I've mentioned previously that uncertainty in the built environment is an interesting topic; now is probably a good time to examine it.
It is a good time because of our present circumstances. The dubious clouds forming over our prospects for the near future are enough to cause one to pause. Further, there is the brooding psychic space opened up by isolation and the attendant investigation of the unraveling and worsening circumstances of the virus propagation in the United States: its projected spread and reach, its effects on medical, political, and economic institutions and daily activity, its relationship to resources and the supply chain, and etc.
The virus is set to spread for some time. The social, political, and economic costs are set to deepen as well. And further, as a massive shock it has absorbed all of the attention. Those of us paying attention anticipated these consequences, and anticipate still more. There is the gnawing concern that all of those other mounting crises, now pushed to the back of our collective perception, are advancing less obstructed and in relative obscurity, and which will come to collect bills of their own in due time.

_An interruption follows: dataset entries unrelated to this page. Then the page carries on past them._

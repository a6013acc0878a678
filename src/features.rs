//! Feature materialization for the probability model.
//!
//! The 19-slot layout is a public contract shared by trainer and predictor.
//! Optionals become numbers only here, at the boundary: anything missing maps
//! to the sentinel -1.0, which sits outside every legitimate range (rates in
//! [0, 1], positions >= 1, ages >= 2, imposts >= 48).

use chrono::NaiveDate;

use crate::factors::FactorScores;
use crate::types::PastPerformance;

/// Number of model features.
pub const NUM_FEATURES: usize = 19;

/// Sentinel encoding a missing value.
pub const MISSING_FEATURE: f32 = -1.0;

/// Feature names in model input order.
pub const FEATURE_NAMES: [&str; NUM_FEATURES] = [
    // factor scores (7)
    "past_results_score",
    "course_fit_score",
    "time_index_score",
    "last_3f_score",
    "popularity_score",
    "pedigree_score",
    "running_style_score",
    // raw race data (8)
    "odds",
    "popularity",
    "weight",
    "weight_diff",
    "age",
    "impost",
    "horse_number",
    "field_size",
    // derived history stats (4)
    "win_rate",
    "top3_rate",
    "avg_finish_position",
    "days_since_last_race",
];

/// Raw per-entry race data feeding slots 8-15.
#[derive(Debug, Clone, Default)]
pub struct RawEntryData {
    pub odds: Option<f64>,
    pub popularity: Option<u32>,
    pub weight: Option<u32>,
    pub weight_diff: Option<i32>,
    pub age: Option<u32>,
    pub impost: Option<f64>,
    pub horse_number: u32,
    pub field_size: u32,
}

/// Derived statistics over a horse's past performances.
#[derive(Debug, Clone, Default, PartialEq)]
pub struct PastStats {
    pub win_rate: Option<f64>,
    pub top3_rate: Option<f64>,
    pub avg_finish_position: Option<f64>,
    pub days_since_last_race: Option<i64>,
}

/// Compute the derived history stats for one horse. Past performances are
/// most recent first; DNFs stay in the run count but out of the average
/// finish position.
pub fn past_stats(past: &[PastPerformance], current_date: NaiveDate) -> PastStats {
    if past.is_empty() {
        return PastStats::default();
    }

    let total = past.len();
    let wins = past.iter().filter(|r| r.finish_position == 1).count();
    let top3 = past
        .iter()
        .filter(|r| (1..=3).contains(&r.finish_position))
        .count();
    let positions: Vec<u32> = past
        .iter()
        .filter(|r| r.finish_position > 0)
        .map(|r| r.finish_position)
        .collect();

    let avg_finish = if positions.is_empty() {
        None
    } else {
        Some(positions.iter().sum::<u32>() as f64 / positions.len() as f64)
    };

    PastStats {
        win_rate: Some(wins as f64 / total as f64),
        top3_rate: Some(top3 as f64 / total as f64),
        avg_finish_position: avg_finish,
        days_since_last_race: Some((current_date - past[0].race_date).num_days()),
    }
}

/// Assemble the 19-slot feature vector.
pub fn build_features(
    scores: &FactorScores,
    raw: &RawEntryData,
    stats: &PastStats,
) -> [f32; NUM_FEATURES] {
    fn opt(value: Option<f64>) -> f32 {
        value.map(|v| v as f32).unwrap_or(MISSING_FEATURE)
    }

    [
        opt(scores.past_results),
        opt(scores.course_fit),
        opt(scores.time_index),
        opt(scores.last_3f),
        opt(scores.popularity),
        opt(scores.pedigree),
        opt(scores.running_style),
        opt(raw.odds),
        opt(raw.popularity.map(f64::from)),
        opt(raw.weight.map(f64::from)),
        opt(raw.weight_diff.map(f64::from)),
        opt(raw.age.map(f64::from)),
        opt(raw.impost),
        raw.horse_number as f32,
        raw.field_size as f32,
        opt(stats.win_rate),
        opt(stats.top3_rate),
        opt(stats.avg_finish_position),
        opt(stats.days_since_last_race.map(|d| d as f64)),
    ]
}
impl RaceRepository {
    /// Open (and initialize if needed) the database at `db_path`.
    pub fn new(db_path: &Path) -> Result<Self> {
        if let Some(parent) = db_path.parent() {
            std::fs::create_dir_all(parent).context("Failed to create database directory")?;
        }
        let conn = Connection::open(db_path).context("Failed to open database")?;
        conn.execute("PRAGMA foreign_keys = ON", [])?;
        create_tables(&conn)?;
        Ok(Self { conn: Mutex::new(conn) })
    }

    /// Ephemeral in-memory repository for tests.
    pub fn in_memory() -> Result<Self> {
        let conn = Connection::open_in_memory()?;
        create_tables(&conn)?;
        Ok(Self { conn: Mutex::new(conn) })
    }

    // ==================== Insert Operations ====================

    /// Insert a race (upsert).
    pub fn insert_race(&self, race: &Race) -> Result<()> {
        self.conn.lock().unwrap().execute(
            r#"
            INSERT OR REPLACE INTO races
            (race_id, race_date, venue, race_number, race_name, distance,
             surface, track_condition, grade, weather)
            VALUES (?1, ?2, ?3, ?4, ?5, ?6, ?7, ?8, ?9, ?10)
            "#,
            params![
                race.id,
                race.date.to_string(),
                race.venue,
                race.race_number,
                race.name,
                race.distance,
                race.surface.as_str(),
                race.track_condition.as_str(),
                race.grade.as_str(),
                race.weather,
            ],
        )?;
        Ok(())
    }

    /// Insert a horse master row (upsert).
    pub fn insert_horse(&self, horse: &Horse) -> Result<()> {
        self.conn.lock().unwrap().execute(
            r#"
            INSERT OR REPLACE INTO horses
            (horse_id, name, sex, birth_year, sire, dam_sire)
            VALUES (?1, ?2, ?3, ?4, ?5, ?6)
            "#,
            params![
                horse.id,
                horse.name,
                horse.sex,
                horse.birth_year,
                horse.sire,
                horse.dam_sire,
            ],
        )?;
        Ok(())
    }

    /// Insert a race result row (upsert on race + horse number).
    pub fn insert_result(&self, result: &RaceResult) -> Result<()> {
        self.conn.lock().unwrap().execute(
            r#"
            INSERT OR REPLACE INTO race_results
            (race_id, horse_id, finish_position, bracket_number, horse_number,
             odds, popularity, weight, weight_diff, finish_time, margin,
             last_3f, sex, age, impost, passing_order, jockey_id, jockey_name)
            VALUES (?1, ?2, ?3, ?4, ?5, ?6, ?7, ?8, ?9, ?10, ?11, ?12, ?13, ?14, ?15, ?16, ?17, ?18)
            "#,
            params![
                result.race_id,
                result.horse_id,
                result.finish_position,
                result.bracket_number,
                result.horse_number,
                result.odds,
                result.popularity,
                result.weight,
                result.weight_diff,
                result.finish_time,
                result.margin,
                result.last_3f,
                result.sex,
                result.age,
                result.impost,
                result.passing_order,
                result.jockey_id,
                result.jockey_name,
            ],
        )?;
        Ok(())
    }

    // ==================== Query Operations ====================

    /// Fetch one race by id.
    pub fn fetch_race(&self, race_id: &str) -> Result<Option<Race>> {
        let race = self
            .conn
            .lock()
            .unwrap()
            .query_row(
                r#"
                SELECT race_id, race_date, venue, race_number, race_name,
                       distance, surface, track_condition, grade, weather
                FROM races WHERE race_id = ?1
                "#,
                [race_id],
                race_from_row,
            )
            .optional()?;
        Ok(race)
    }

    /// All result rows of one race, ordered by horse number.
    pub fn fetch_race_results(&self, race_id: &str) -> Result<Vec<RaceResult>> {
        let conn = self.conn.lock().unwrap();
        let mut stmt = conn.prepare(
            r#"
            SELECT race_id, horse_id, finish_position, bracket_number, horse_number,
                   odds, popularity, weight, weight_diff, finish_time, margin,
                   last_3f, sex, age, impost, passing_order, jockey_id, jockey_name
            FROM race_results
            WHERE race_id = ?1
            ORDER BY horse_number
            "#,
        )?;

        let results = stmt
            .query_map([race_id], result_from_row)?
            .collect::<std::result::Result<Vec<_>, _>>()?;
        Ok(results)
    }

    /// Races in the window, ascending by date then race number; optionally
    /// restricted to a venue set.
    pub fn fetch_races_in_window(
        &self,
        from: NaiveDate,
        to: NaiveDate,
        venues: Option<&[String]>,
    ) -> Result<Vec<Race>> {
        let mut sql = String::from(
            r#"
            SELECT race_id, race_date, venue, race_number, race_name,
                   distance, surface, track_condition, grade, weather
            FROM races
            WHERE race_date >= ?1 AND race_date <= ?2
            "#,
        );

        let mut bind: Vec<String> = vec![from.to_string(), to.to_string()];
        if let Some(venues) = venues {
            let placeholders = vec!["?"; venues.len()].join(", ");
            sql.push_str(&format!(" AND venue IN ({placeholders})"));
            bind.extend(venues.iter().cloned());
        }
        sql.push_str(" ORDER BY race_date, race_number");

        let conn = self.conn.lock().unwrap();
        let mut stmt = conn.prepare(&sql)?;
        let races = stmt
            .query_map(params_from_iter(bind.iter()), race_from_row)?
            .collect::<std::result::Result<Vec<_>, _>>()?;
        Ok(races)
    }

    /// Races strictly before `cutoff`, ascending, for training scans.
    pub fn fetch_races_before(&self, cutoff: NaiveDate) -> Result<Vec<Race>> {
        let conn = self.conn.lock().unwrap();
        let mut stmt = conn.prepare(
            r#"
            SELECT race_id, race_date, venue, race_number, race_name,
                   distance, surface, track_condition, grade, weather
            FROM races
            WHERE race_date < ?1
            ORDER BY race_date, race_number
            "#,
        )?;
        let races = stmt
            .query_map([cutoff.to_string()], race_from_row)?
            .collect::<std::result::Result<Vec<_>, _>>()?;
        Ok(races)
    }

    /// Past performances of many horses in ONE round-trip.
    ///
    /// Rows are strictly before `before`, grouped per horse most recent
    /// first, capped at `per_horse_limit`. Every requested horse id is
    /// present in the returned map, possibly with an empty history.
    pub fn fetch_past_results_batch(
        &self,
        horse_ids: &[String],
        before: NaiveDate,
        per_horse_limit: usize,
    ) -> Result<HashMap<String, Vec<PastPerformance>>> {
        let mut grouped: HashMap<String, Vec<PastPerformance>> = horse_ids
            .iter()
            .map(|id| (id.clone(), Vec::new()))
            .collect();
        if horse_ids.is_empty() {
            return Ok(grouped);
        }

        let placeholders = vec!["?"; horse_ids.len()].join(", ");
        let sql = format!(
            r#"
            SELECT rr.horse_id, rr.race_id, r.race_date, r.venue, r.surface,
                   r.distance, r.track_condition, rr.finish_position,
                   fs.field_size, rr.finish_time, rr.last_3f, rr.odds,
                   rr.popularity, rr.passing_order
            FROM race_results rr
            JOIN races r ON r.race_id = rr.race_id
            JOIN (
                SELECT race_id, COUNT(*) AS field_size
                FROM race_results
                GROUP BY race_id
            ) fs ON fs.race_id = rr.race_id
            WHERE rr.horse_id IN ({placeholders}) AND r.race_date < ?
            ORDER BY rr.horse_id, r.race_date DESC, r.race_number DESC
            "#
        );

        let mut bind: Vec<String> = horse_ids.to_vec();
        bind.push(before.to_string());

        let conn = self.conn.lock().unwrap();
        let mut stmt = conn.prepare(&sql)?;
        let rows = stmt.query_map(params_from_iter(bind.iter()), |row| {
            let horse_id: String = row.get(0)?;
            Ok((horse_id, past_performance_from_row(row)?))
        })?;

        for row in rows {
            let (horse_id, perf) = row?;
            if perf.race_date >= before {
                return Err(KeibaError::DataLeak {
                    row_date: perf.race_date,
                    cutoff: before,
                }
                .into());
            }
            if let Some(history) = grouped.get_mut(&horse_id) {
                if history.len() < per_horse_limit {
                    history.push(perf);
                }
            }
        }

        Ok(grouped)
    }

    /// Horse master rows for many horses in ONE round-trip.
    pub fn fetch_horses_batch(&self, horse_ids: &[String]) -> Result<HashMap<String, Horse>> {
        if horse_ids.is_empty() {
            return Ok(HashMap::new());
        }

        let placeholders = vec!["?"; horse_ids.len()].join(", ");
        let sql = format!(
            r#"
            SELECT horse_id, name, sex, birth_year, sire, dam_sire
            FROM horses WHERE horse_id IN ({placeholders})
            "#
        );

        let conn = self.conn.lock().unwrap();
        let mut stmt = conn.prepare(&sql)?;
        let horses = stmt
            .query_map(params_from_iter(horse_ids.iter()), |row| {
                Ok(Horse {
                    id: row.get(0)?,
                    name: row.get(1)?,
                    sex: row.get(2)?,
                    birth_year: row.get(3)?,
                    sire: row.get(4)?,
                    dam_sire: row.get(5)?,
                })
            })?
            .collect::<std::result::Result<Vec<_>, _>>()?;

        Ok(horses.into_iter().map(|h| (h.id.clone(), h)).collect())
    }
}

As one paces back and forth, or sits brooding at the window, one can pore over the many reckless failures of our political and economic establishment, the many insults and humiliations of daily life in a cruel, antisocial, and neoliberal society, the many advancing and anticipated complications in daily and global life, the looming dangers to one's loved ones and one's self, and so on.
Much work is currently being done to explore and probe the many weaknesses in our political economy and society in general, and to process emotionally and spiritually the meaning and implications of our greater predicament, and it is good important work. Plenty more work has been done to analyze and carry out practical measures in order to survive, and to sketch out the broad changes that must happen to move past this crisis, or perhaps disconcertingly, the sketching out of what we might not expect to happen, and as a consequence, the further destruction we can expect instead. This too is good important work.
But for my part, I'd like to sketch out the basic phenomenological dimensions of surviving such a crisis, or even related and protracted crises in the future. Pacing in a room or sitting at a window can do wonders for processing and thinking about a massive shock, and then formulating a future response. But I'd also like to suggest that too much pacing or sitting can lead to dangers and complications of their own.
Next I'd like to explore some of those problems, and working through them, in the context of survival in an increasingly unstable built environment, drawing partially from lessons of the wilderness. I'm not talking here of a cheap, self-reliant kind of survival, a kind of "I got mine" where one can celebrate one's own wit and one-upsmanship over nature and one's less gifted peers.
I'd like to consider an attempt at modest perpetuity, and an attempt at preserving not just one's own provincial self and interests - say, immediate family or some such, self-contained in one's "castle" - but a sense of hope, decency, and dignity for others, or at least those acting in good faith, even in the face of cascading crises and contractions, and further, a love and respect for that greater ecological totality, which at first glance, appears as part of the tightening noose. Well, we can get to those things in due time.